# A Really Good Shot



## jordanrussell123 (Jun 5, 2011)

head shot from about 15 yards with a gamekeeper milbro clone


----------



## newconvert (Dec 12, 2011)

jordanrussell123 said:


> head shot from about 15 yards with a gamekeeper milbro clone


good on you mate!


----------



## akmslingshots (Mar 2, 2012)

nicely done


----------



## whipcrackdeadbunny (May 22, 2010)

What ammo?


----------



## jordanrussell123 (Jun 5, 2011)

whipcrackdeadbunny said:


> What ammo?


 11mm steel


----------



## whipcrackdeadbunny (May 22, 2010)

Thanks; can I ask where you got it from?


----------



## jordanrussell123 (Jun 5, 2011)

Thanks for the comments ppl


----------



## Charles (Aug 26, 2010)

Good shooting!

Cheers ..... Charles


----------



## Sean (Nov 17, 2011)

Nice shot indeed.


----------



## jordanrussell123 (Jun 5, 2011)

whipcrackdeadbunny said:


> Thanks; can I ask where you got it from?

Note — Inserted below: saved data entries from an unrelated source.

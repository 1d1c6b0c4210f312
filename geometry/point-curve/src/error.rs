//! Error types for point curve operations.

use thiserror::Error;

/// Errors that can occur when evaluating or editing a point curve.
///
/// Segmentation failures are not reported through this type: the solver
/// returns an unsuccessful [`SegmentationResult`](crate::SegmentationResult)
/// instead, so callers can keep the last good segmentation around.
#[derive(Debug, Error, Clone, PartialEq)]
pub enum CurveError {
    /// Insufficient points to define the curve.
    #[error("insufficient points: need at least {required}, got {actual}")]
    InsufficientPoints {
        /// Minimum required points.
        required: usize,
        /// Actual number of points.
        actual: usize,
    },

    /// The arc-time table is missing or stale, call `finalize` first.
    #[error("curve is not finalized: {num_points} points, {num_times} time entries")]
    NotFinalized {
        /// Number of control points.
        num_points: usize,
        /// Number of entries in the time table.
        num_times: usize,
    },

    /// Point index is outside the curve.
    #[error("point index {index} out of range (curve has {len} points)")]
    IndexOutOfRange {
        /// The requested index.
        index: usize,
        /// Number of points in the curve.
        len: usize,
    },

    /// Degenerate curve (e.g., zero length).
    #[error("degenerate curve: {reason}")]
    Degenerate {
        /// Description of the degeneracy.
        reason: String,
    },
}

impl CurveError {
    /// Create an insufficient points error.
    #[must_use]
    pub fn insufficient_points(required: usize, actual: usize) -> Self {
        Self::InsufficientPoints { required, actual }
    }

    /// Create an index out of range error.
    #[must_use]
    pub fn index_out_of_range(index: usize, len: usize) -> Self {
        Self::IndexOutOfRange { index, len }
    }

    /// Create a degenerate curve error.
    #[must_use]
    pub fn degenerate(reason: impl Into<String>) -> Self {
        Self::Degenerate {
            reason: reason.into(),
        }
    }

    /// Check if this is an insufficient points error.
    #[must_use]
    pub fn is_insufficient_points(&self) -> bool {
        matches!(self, Self::InsufficientPoints { .. })
    }

    /// Check if this is a not finalized error.
    #[must_use]
    pub fn is_not_finalized(&self) -> bool {
        matches!(self, Self::NotFinalized { .. })
    }
}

bearingoptions on eBay Really good price and my fav ammo


----------



## whipcrackdeadbunny (May 22, 2010)

jordanrussell123 said:


> Thanks; can I ask where you got it from?


bearingoptions on eBay Really good price and my fav ammo
[/quote]
Thanks pal.


----------



## Rayshot (Feb 1, 2010)

I am always impressed and pleased to see head shots. Impressed in the accuracy and pleased that it is a quick and lethal dispatch.

Good on you!


----------



## jordanrussell123 (Jun 5, 2011)

Rayshot said:


> I am always impressed and pleased to see head shots. Impressed in the accuracy and pleased that it is a quick and lethal dispatch.
> 
> Good on you!


Thank u I think there is no place in the sport for follow up shots it should be a 1 hit kill if u see my other hunting post they was head shots to


----------